Scan the listing below for the word "false" and copy every line where it occurs.
-=-=-=-=-
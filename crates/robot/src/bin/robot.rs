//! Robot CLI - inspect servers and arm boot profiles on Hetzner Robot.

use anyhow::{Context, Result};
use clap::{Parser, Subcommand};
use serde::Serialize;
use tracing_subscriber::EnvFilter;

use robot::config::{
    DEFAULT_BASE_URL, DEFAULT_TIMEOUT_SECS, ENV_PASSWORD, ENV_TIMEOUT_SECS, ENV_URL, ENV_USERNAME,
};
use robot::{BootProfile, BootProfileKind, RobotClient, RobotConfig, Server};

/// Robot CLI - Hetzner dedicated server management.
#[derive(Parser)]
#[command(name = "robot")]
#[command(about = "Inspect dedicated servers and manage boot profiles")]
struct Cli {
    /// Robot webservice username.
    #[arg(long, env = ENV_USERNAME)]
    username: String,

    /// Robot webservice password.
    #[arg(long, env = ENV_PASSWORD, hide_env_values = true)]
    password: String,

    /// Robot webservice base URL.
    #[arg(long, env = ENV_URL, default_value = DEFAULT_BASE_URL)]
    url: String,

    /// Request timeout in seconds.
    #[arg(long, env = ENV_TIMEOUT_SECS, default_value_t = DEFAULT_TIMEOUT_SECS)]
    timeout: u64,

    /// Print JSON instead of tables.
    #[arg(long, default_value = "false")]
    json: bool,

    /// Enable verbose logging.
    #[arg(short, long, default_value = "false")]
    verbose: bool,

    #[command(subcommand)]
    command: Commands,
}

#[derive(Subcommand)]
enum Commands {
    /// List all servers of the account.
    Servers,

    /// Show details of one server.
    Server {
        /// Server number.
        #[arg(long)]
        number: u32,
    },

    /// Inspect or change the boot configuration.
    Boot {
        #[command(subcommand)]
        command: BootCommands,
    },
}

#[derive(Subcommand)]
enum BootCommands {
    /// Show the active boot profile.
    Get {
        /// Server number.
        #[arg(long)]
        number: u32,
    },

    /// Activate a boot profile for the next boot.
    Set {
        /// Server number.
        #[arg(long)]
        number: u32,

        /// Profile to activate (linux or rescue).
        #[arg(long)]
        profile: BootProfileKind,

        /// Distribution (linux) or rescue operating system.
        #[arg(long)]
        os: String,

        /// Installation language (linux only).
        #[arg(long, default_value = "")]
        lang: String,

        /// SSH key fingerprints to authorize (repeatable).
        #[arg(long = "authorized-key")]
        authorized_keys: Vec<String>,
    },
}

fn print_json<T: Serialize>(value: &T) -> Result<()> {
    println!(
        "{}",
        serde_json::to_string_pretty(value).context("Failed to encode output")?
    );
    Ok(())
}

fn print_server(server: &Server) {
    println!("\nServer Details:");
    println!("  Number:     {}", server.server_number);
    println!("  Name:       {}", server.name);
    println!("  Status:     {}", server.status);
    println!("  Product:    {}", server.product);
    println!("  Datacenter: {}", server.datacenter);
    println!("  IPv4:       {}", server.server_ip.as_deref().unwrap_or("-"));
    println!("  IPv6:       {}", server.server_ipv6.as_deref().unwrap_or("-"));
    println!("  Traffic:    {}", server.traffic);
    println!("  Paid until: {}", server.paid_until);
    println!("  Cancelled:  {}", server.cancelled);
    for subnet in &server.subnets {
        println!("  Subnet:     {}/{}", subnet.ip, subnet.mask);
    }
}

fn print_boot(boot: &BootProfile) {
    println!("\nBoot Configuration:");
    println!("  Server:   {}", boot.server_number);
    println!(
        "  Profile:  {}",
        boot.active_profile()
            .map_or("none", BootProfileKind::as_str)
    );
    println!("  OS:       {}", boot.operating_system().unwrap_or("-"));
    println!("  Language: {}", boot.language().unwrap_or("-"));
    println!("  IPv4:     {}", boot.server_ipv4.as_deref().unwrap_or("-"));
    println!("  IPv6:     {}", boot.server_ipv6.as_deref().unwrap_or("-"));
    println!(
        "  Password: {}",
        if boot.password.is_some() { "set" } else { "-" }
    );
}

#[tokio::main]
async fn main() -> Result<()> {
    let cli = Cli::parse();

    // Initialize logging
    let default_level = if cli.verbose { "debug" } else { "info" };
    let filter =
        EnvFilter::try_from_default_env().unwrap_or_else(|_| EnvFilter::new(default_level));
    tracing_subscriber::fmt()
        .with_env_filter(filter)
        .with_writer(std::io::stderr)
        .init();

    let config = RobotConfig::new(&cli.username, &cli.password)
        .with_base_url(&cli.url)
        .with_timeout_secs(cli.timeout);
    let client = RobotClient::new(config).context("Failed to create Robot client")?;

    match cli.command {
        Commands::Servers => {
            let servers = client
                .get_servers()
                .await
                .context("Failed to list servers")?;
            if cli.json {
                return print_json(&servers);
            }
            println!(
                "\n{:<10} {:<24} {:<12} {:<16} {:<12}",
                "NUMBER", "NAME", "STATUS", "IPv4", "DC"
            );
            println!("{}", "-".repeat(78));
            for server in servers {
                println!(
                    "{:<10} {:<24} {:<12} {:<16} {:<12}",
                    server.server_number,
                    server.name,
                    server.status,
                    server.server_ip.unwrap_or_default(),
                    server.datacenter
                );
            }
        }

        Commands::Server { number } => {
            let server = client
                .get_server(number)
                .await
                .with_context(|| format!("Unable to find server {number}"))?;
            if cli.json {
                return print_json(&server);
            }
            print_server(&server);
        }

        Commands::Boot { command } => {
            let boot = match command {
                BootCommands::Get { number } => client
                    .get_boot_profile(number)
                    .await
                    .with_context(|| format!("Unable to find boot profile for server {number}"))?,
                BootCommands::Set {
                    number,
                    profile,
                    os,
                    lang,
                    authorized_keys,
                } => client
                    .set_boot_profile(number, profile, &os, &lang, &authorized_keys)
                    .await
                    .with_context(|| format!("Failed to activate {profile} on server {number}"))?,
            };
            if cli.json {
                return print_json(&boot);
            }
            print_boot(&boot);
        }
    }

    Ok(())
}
-=-=-=-=-
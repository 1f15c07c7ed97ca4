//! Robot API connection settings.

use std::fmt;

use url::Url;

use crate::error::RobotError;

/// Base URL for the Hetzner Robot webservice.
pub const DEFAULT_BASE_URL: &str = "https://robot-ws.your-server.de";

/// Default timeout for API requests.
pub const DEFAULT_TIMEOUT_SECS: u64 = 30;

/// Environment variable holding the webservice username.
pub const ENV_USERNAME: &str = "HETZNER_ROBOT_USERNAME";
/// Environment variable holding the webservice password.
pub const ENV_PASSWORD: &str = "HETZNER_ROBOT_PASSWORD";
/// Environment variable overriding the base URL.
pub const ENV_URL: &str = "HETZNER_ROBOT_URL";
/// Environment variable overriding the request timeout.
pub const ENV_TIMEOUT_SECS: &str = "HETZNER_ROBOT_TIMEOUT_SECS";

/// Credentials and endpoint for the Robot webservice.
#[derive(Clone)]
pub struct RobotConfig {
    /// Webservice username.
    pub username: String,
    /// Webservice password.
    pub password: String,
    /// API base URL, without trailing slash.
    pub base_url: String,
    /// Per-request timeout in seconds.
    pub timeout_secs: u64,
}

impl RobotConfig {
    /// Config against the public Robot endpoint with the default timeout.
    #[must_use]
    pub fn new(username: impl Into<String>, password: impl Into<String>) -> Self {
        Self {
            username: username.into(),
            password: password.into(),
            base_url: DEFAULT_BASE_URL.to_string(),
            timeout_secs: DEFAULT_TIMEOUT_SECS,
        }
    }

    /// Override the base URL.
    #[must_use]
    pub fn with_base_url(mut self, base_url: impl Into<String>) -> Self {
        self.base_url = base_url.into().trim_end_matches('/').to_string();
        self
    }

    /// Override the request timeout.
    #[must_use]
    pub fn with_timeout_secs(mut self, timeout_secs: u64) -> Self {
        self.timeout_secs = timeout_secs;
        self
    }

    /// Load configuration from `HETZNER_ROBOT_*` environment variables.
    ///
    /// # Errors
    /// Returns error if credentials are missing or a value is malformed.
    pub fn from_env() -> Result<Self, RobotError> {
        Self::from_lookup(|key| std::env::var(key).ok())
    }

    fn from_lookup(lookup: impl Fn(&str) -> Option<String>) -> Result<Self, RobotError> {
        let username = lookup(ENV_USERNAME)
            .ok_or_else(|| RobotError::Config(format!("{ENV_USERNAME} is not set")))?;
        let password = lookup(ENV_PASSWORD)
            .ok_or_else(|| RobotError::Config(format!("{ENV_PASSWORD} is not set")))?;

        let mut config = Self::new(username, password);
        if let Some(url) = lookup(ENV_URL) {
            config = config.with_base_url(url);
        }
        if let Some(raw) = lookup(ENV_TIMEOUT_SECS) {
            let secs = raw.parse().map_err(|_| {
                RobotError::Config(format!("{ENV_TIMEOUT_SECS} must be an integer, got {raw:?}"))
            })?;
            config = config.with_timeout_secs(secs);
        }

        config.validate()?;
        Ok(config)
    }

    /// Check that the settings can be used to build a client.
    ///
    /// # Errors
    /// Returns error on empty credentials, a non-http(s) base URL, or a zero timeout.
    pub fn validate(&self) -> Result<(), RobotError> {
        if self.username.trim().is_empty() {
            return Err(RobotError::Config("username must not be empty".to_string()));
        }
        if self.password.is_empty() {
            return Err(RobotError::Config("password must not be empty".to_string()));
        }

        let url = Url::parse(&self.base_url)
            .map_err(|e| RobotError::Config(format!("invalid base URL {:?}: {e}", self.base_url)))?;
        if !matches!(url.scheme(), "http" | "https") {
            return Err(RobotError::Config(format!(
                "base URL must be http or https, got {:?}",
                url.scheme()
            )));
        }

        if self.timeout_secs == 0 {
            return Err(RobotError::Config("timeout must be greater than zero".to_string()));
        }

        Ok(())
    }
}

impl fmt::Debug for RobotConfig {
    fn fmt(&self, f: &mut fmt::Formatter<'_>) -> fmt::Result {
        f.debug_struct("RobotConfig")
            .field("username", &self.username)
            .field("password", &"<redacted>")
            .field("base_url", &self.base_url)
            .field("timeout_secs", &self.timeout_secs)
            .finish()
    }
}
-=-=-=-=-
* [Solved problem]
    #[arg(long, default_value = "false")]
    #[arg(short, long, default_value = "false")]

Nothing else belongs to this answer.